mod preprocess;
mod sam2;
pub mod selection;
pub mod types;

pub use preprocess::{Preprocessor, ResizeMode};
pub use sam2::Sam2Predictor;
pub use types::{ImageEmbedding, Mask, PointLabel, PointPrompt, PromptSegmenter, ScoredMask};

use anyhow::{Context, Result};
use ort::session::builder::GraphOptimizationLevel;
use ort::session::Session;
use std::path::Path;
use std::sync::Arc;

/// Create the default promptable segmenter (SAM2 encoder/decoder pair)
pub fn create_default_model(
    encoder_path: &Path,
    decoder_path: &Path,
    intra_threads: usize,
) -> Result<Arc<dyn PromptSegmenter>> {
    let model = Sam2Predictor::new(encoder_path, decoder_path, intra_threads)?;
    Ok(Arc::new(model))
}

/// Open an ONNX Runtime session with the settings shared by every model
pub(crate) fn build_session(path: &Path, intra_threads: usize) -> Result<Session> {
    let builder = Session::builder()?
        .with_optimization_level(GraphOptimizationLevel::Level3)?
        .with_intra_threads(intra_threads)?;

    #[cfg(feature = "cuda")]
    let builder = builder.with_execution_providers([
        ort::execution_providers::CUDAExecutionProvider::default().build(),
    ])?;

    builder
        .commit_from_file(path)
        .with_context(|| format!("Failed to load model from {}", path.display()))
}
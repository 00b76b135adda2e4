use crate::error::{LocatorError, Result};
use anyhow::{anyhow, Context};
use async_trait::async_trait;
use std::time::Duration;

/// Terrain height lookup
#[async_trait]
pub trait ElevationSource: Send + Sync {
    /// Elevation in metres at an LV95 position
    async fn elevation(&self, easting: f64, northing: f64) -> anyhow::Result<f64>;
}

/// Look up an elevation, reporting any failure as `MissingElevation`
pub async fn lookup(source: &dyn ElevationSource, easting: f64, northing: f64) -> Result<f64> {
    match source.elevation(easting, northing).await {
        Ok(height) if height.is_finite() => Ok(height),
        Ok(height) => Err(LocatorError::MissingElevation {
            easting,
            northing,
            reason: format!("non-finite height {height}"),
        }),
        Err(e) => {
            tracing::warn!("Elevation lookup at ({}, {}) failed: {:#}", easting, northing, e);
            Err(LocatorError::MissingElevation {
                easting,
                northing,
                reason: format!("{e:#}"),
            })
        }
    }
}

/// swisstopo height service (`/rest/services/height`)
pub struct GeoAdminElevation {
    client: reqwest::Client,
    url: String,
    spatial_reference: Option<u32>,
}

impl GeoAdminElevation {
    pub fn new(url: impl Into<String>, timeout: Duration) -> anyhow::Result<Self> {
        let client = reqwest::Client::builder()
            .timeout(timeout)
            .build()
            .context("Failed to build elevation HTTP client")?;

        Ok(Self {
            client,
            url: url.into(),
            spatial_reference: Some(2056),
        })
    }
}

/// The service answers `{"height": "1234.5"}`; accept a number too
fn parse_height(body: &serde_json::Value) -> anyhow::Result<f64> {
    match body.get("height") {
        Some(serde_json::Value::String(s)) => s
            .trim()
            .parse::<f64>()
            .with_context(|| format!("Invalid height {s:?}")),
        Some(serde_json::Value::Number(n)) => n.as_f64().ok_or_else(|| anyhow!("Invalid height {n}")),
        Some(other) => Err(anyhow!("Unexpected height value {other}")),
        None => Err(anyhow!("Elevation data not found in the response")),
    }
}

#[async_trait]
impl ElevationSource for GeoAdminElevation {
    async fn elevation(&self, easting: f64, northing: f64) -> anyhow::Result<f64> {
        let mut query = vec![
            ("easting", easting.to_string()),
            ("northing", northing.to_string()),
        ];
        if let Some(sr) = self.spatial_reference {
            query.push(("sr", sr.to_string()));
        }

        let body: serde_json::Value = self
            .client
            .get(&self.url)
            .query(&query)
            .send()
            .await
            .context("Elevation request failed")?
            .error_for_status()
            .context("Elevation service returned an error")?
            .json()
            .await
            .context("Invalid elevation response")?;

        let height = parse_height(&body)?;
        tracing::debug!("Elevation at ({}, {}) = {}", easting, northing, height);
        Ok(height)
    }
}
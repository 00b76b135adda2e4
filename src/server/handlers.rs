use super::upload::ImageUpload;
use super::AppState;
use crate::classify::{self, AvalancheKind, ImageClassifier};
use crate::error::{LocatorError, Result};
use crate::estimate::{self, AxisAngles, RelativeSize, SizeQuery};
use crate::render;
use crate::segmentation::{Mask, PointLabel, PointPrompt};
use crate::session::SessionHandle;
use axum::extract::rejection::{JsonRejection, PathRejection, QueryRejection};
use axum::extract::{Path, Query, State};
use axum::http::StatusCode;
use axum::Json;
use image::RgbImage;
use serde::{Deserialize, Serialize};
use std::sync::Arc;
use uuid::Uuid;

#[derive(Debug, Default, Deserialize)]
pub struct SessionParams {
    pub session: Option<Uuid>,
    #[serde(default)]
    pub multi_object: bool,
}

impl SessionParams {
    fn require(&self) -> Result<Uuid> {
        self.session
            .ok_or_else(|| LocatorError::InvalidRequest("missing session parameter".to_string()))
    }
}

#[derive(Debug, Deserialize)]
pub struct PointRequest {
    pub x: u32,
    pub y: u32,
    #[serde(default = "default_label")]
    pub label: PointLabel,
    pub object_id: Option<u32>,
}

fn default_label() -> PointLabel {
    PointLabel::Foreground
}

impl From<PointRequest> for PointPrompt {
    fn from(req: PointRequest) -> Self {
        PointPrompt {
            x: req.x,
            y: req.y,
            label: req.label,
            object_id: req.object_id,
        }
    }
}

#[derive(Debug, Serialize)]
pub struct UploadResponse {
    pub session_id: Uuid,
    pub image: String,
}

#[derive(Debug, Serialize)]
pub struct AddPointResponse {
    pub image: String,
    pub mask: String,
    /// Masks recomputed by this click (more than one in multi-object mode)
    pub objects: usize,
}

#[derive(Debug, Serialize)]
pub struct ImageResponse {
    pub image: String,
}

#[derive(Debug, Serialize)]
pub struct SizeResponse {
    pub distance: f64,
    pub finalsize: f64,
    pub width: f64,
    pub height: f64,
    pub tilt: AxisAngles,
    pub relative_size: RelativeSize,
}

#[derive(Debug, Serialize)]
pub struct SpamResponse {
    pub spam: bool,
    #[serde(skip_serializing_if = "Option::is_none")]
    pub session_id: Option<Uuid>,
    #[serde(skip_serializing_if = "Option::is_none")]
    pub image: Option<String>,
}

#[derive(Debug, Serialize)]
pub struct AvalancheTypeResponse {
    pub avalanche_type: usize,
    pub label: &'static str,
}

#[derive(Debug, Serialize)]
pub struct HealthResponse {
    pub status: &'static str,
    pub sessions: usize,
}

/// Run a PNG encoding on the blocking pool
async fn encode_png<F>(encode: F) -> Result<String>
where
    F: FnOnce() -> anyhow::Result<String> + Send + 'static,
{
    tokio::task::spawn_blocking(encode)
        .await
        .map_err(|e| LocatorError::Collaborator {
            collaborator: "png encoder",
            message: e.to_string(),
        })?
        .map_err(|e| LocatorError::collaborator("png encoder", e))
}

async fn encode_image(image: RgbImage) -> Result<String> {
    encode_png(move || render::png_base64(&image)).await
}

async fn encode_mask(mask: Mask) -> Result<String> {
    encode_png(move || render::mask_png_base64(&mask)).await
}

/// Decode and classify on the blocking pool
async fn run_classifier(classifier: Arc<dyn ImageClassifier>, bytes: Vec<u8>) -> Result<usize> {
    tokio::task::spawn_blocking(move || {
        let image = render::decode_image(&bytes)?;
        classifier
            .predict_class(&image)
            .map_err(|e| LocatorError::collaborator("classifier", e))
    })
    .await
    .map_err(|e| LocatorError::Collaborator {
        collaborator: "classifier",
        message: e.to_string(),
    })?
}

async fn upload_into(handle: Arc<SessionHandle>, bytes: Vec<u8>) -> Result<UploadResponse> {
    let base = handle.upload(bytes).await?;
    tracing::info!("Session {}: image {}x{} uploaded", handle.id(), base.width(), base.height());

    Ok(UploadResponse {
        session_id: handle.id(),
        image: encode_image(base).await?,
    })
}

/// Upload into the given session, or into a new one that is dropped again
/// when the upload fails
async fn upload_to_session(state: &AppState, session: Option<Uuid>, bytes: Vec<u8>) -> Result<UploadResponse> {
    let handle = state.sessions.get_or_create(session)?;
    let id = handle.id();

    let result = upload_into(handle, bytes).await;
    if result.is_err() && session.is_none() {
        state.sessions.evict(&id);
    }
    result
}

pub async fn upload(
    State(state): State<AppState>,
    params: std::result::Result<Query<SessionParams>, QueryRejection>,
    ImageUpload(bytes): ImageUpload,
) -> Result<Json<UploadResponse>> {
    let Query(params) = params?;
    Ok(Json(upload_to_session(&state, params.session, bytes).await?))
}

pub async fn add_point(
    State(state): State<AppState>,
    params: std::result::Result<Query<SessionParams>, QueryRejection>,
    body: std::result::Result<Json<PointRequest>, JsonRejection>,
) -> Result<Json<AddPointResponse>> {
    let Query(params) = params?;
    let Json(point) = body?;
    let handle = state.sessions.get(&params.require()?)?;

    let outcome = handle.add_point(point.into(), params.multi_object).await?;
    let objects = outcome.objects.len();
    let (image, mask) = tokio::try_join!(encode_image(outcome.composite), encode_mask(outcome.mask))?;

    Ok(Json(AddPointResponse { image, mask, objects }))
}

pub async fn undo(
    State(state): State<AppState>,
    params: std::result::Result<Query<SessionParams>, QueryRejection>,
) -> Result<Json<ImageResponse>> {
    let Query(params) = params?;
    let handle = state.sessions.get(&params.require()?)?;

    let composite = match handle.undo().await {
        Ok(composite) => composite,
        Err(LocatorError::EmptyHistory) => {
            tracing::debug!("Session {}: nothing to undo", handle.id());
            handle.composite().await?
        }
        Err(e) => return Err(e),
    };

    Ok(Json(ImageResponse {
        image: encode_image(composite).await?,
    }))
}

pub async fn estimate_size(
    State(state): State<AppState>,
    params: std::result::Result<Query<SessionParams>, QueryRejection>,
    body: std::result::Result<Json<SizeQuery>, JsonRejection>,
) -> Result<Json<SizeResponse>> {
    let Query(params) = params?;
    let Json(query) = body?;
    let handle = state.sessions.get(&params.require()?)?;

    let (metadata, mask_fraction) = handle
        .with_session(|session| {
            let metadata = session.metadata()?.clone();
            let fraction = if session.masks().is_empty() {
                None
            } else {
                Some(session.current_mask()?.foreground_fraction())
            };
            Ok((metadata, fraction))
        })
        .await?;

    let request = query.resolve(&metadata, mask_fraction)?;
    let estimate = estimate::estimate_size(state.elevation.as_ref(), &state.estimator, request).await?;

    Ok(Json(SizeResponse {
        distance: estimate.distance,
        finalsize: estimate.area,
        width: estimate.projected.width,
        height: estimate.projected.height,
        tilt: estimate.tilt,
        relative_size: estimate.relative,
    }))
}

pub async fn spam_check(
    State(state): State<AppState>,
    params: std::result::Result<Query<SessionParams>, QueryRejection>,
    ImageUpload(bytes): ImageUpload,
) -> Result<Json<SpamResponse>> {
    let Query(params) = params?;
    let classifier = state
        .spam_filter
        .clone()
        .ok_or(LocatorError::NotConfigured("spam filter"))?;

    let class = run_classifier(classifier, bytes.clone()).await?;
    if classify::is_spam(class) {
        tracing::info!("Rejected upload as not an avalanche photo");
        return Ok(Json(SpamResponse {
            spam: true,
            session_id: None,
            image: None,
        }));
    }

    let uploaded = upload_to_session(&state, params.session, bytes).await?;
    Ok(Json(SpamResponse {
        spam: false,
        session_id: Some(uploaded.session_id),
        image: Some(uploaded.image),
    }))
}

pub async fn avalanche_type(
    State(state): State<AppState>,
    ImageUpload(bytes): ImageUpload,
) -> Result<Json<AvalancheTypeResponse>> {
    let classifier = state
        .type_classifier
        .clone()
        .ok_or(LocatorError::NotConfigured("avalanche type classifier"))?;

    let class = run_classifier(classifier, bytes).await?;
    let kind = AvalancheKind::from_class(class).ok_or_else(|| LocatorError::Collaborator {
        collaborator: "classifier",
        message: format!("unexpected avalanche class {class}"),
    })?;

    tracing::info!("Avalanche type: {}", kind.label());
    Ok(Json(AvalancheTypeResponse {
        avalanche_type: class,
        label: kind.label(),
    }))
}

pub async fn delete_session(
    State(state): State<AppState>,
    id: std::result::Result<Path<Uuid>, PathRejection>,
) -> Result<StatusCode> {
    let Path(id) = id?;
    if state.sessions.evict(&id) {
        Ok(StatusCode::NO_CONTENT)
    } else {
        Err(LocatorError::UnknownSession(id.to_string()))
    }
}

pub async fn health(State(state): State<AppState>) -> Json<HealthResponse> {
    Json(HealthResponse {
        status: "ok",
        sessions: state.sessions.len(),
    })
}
....
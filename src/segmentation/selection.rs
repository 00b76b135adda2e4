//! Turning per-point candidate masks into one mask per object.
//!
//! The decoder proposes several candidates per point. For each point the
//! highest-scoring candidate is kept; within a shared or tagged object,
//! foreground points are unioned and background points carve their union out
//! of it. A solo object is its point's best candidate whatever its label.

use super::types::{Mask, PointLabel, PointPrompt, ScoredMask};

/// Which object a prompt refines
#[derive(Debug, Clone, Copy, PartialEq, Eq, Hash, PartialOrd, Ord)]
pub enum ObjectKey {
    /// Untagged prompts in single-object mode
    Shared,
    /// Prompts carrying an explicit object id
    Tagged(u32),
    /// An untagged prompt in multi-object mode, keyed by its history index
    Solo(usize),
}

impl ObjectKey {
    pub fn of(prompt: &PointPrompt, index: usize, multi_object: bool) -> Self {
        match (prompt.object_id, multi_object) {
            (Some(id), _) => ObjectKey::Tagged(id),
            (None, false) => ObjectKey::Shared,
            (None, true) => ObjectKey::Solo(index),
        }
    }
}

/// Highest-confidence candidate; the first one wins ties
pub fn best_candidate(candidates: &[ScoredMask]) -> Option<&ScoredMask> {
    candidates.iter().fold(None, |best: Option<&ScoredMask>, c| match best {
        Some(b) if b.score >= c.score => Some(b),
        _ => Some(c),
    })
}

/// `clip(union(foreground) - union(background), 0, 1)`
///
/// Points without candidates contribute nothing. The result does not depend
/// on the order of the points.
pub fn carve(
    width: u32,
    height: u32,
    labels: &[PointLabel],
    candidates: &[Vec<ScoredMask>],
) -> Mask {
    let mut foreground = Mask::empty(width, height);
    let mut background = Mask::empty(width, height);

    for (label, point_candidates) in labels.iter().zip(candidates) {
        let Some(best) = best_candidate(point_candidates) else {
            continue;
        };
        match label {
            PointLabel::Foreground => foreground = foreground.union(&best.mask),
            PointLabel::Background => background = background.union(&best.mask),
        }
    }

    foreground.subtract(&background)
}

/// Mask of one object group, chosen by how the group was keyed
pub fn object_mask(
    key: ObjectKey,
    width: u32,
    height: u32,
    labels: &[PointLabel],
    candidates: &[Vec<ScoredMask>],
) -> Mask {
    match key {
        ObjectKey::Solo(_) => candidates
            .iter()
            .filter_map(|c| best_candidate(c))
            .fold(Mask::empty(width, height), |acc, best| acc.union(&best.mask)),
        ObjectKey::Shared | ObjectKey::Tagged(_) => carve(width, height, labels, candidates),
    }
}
....
Aim of the exercise: Which lines in the records above contain the word "HealthResponse"? Copy each one.

Your response:
pub struct HealthResponse {
pub async fn health(State(state): State<AppState>) -> Json<HealthResponse> {
    Json(HealthResponse {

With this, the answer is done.